Depuis 2012, environ 25 000 juifs de France ont fait leur alya – pour une communauté juive
dans l’Hexagone estimée à 500 000 personnes. 2015 a été une année record, avec 7 900 départs pour Israël, confirmant la hausse observée en 2014, qui avait vu déjà 7 231 départs.

Comme en 2014, les juifs de France ont représenté, en 2015, la part la plus importante des 31 500 olims (« les immigrants ») qu’a accueillis l’État hébreu.
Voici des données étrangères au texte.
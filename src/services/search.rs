use crate::{
    error::FetchError,
    models::{MediaType, RecommendationItem},
    services::{
        prompt::build_prompt,
        providers::{fetch_logged, RecommendationProvider},
        session::FetchMoreTicket,
    },
};

/// Fetches the first page of movies and TV shows concurrently
///
/// Both requests are joined as one unit: the first failure fails the search
/// and the other request is dropped.
pub async fn initial_search(
    provider: &dyn RecommendationProvider,
    query: &str,
) -> Result<(Vec<RecommendationItem>, Vec<RecommendationItem>), FetchError> {
    let movie_prompt = build_prompt(query, MediaType::Movies, &[]);
    let tv_show_prompt = build_prompt(query, MediaType::TvShows, &[]);

    tokio::try_join!(
        fetch_logged(provider, &movie_prompt),
        fetch_logged(provider, &tv_show_prompt),
    )
}

/// Fetches the next page for the list named in `ticket`
pub async fn fetch_more(
    provider: &dyn RecommendationProvider,
    ticket: &FetchMoreTicket,
) -> Result<Vec<RecommendationItem>, FetchError> {
    let prompt = build_prompt(&ticket.query, ticket.media_type, &ticket.exclude_titles);
    fetch_logged(provider, &prompt).await
}
use std::path::PathBuf;

use clap::{Parser, Subcommand};
use eyre::Result;
use oasis_cli::commands::App;
use oasis_cli::config::{self, OasisConfig};
use oasis_core::AssessmentId;
use oasis_core::intake::AssessmentInput;
use oasis_export::ExportFormat;
use oasis_instruments::all_instruments;
use oasis_storage::JsonFileRepository;
use tracing_subscriber::EnvFilter;

#[derive(Parser)]
#[command(name = "oasis")]
#[command(about = "Physical-functional assessment records and reports")]
struct Cli {
    /// Config file (default: <config dir>/oasis/config.json)
    #[arg(long, global = true)]
    config: Option<PathBuf>,

    /// Emit logs as JSON
    #[arg(long, global = true)]
    json: bool,

    #[command(subcommand)]
    command: Command,
}

#[derive(Subcommand)]
enum Command {
    /// Create an assessment from a form JSON file and export its report
    New {
        /// Form data (JSON)
        #[arg(long)]
        input: PathBuf,
        /// pdf, docx or md
        #[arg(long, default_value = "pdf")]
        format: ExportFormat,
    },
    /// List saved assessments
    List,
    /// Print a text preview of a saved assessment
    Show { id: AssessmentId },
    /// Export a saved assessment again
    Export {
        id: AssessmentId,
        #[arg(long, default_value = "pdf")]
        format: ExportFormat,
        /// Output directory (default: configured output_dir)
        #[arg(long)]
        out: Option<PathBuf>,
    },
    /// Delete a saved assessment
    Remove { id: AssessmentId },
    /// Print the effective configuration
    Config {
        /// Write the effective configuration to the config file
        #[arg(long)]
        init: bool,
    },
    /// Print the reference bands of every instrument
    Bands,
}

fn main() -> Result<()> {
    color_eyre::install()?;
    let cli = Cli::parse();

    let filter =
        EnvFilter::try_from_default_env().unwrap_or_else(|_| EnvFilter::new("info"));
    if cli.json {
        tracing_subscriber::fmt()
            .with_env_filter(filter)
            .with_writer(std::io::stderr)
            .json()
            .init();
    } else {
        tracing_subscriber::fmt()
            .with_env_filter(filter)
            .with_writer(std::io::stderr)
            .init();
    }

    let config_path = match cli.config {
        Some(path) => path,
        None => config::default_config_path()?,
    };
    let config = config::load_config(&config_path)?;

    match cli.command {
        Command::Config { init } => show_config(&config, &config_path, init),
        Command::Bands => {
            for instrument in all_instruments() {
                println!("{}", instrument.describe_bands());
            }
            Ok(())
        }
        command => {
            let repo = JsonFileRepository::new(&config.data_file);
            run(App::new(config, Box::new(repo)), command)
        }
    }
}

fn run(app: App, command: Command) -> Result<()> {
    match command {
        Command::New { input, format } => {
            let contents = std::fs::read_to_string(&input)
                .map_err(|e| eyre::eyre!("failed to read {}: {e}", input.display()))?;
            let form = AssessmentInput::from_json(&contents)?;

            let problems = form.validate();
            if !problems.is_empty() {
                for problem in &problems {
                    eprintln!("{}: {}", problem.field, problem.message);
                }
                return Err(eyre::eyre!("{} invalid field(s)", problems.len()));
            }

            let created = app.create(form, format)?;
            println!("{}", created.record.id);
            match created.report {
                Ok(path) => println!("{}", path.display()),
                Err(e) => {
                    eprintln!(
                        "assessment saved, but the report failed; retry with `oasis export {}`",
                        created.record.id
                    );
                    return Err(e);
                }
            }
        }
        Command::List => {
            let summaries = app.list()?;
            if summaries.is_empty() {
                println!("Nenhuma avaliação salva.");
            }
            for summary in summaries {
                println!("{}", summary.line());
            }
        }
        Command::Show { id } => print!("{}", app.preview(id)?),
        Command::Export { id, format, out } => {
            let path = app.export(id, format, out.as_deref())?;
            println!("{}", path.display());
        }
        Command::Remove { id } => {
            let removed = app.remove(id)?;
            println!("removed {} ({})", removed.id, removed.patient.name);
        }
        Command::Config { .. } | Command::Bands => {}
    }
    Ok(())
}

fn show_config(config: &OasisConfig, path: &std::path::Path, init: bool) -> Result<()> {
    if init {
        config::save_config(config, path)?;
    }
    println!("# {}", path.display());
    println!("{}", serde_json::to_string_pretty(config)?);
    Ok(())
}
L’Ukraine, avec 7 000 personnes, a fourni le deuxième contingent le plus important cette année-là.

Pour l’année 2016, environ 5 000 juifs de France ont fait leur alya, soit une légère baisse par rapport à l’année précédente, mais un chiffre qui demeure nettement supérieur aux niveaux relevés pendant la décennie 2000.

L’alya représentant un projet le plus souvent mûri de longue date, qui ne s’improvise pas,
il n’y a pas de lien de cause à effet entre l’attentat de l’Hyper Cacher, le 9 janvier 2015, et le niveau record de départs vers Israël cette année-là. Néanmoins, il peut résulter d’un sentiment de malaise qui s’est installé à partir du début des années 2000.

L’enlèvement et le meurtre du jeune Ilan Halimi, en février 2006, après trois semaines de torture en région parisienne, l’assassinat d’un rabbin et de trois enfants dans l’école juive Ozar Hatorah, à Toulouse, en mars 2012, des manifestations anti-israéliennes durant l’été 2014 ou encore la prise d’otages de l’Hyper Cacher, qui a coûté la vie à quatre personnes, ont contribué à l’augmentation des départs vers Israël ces dernières années.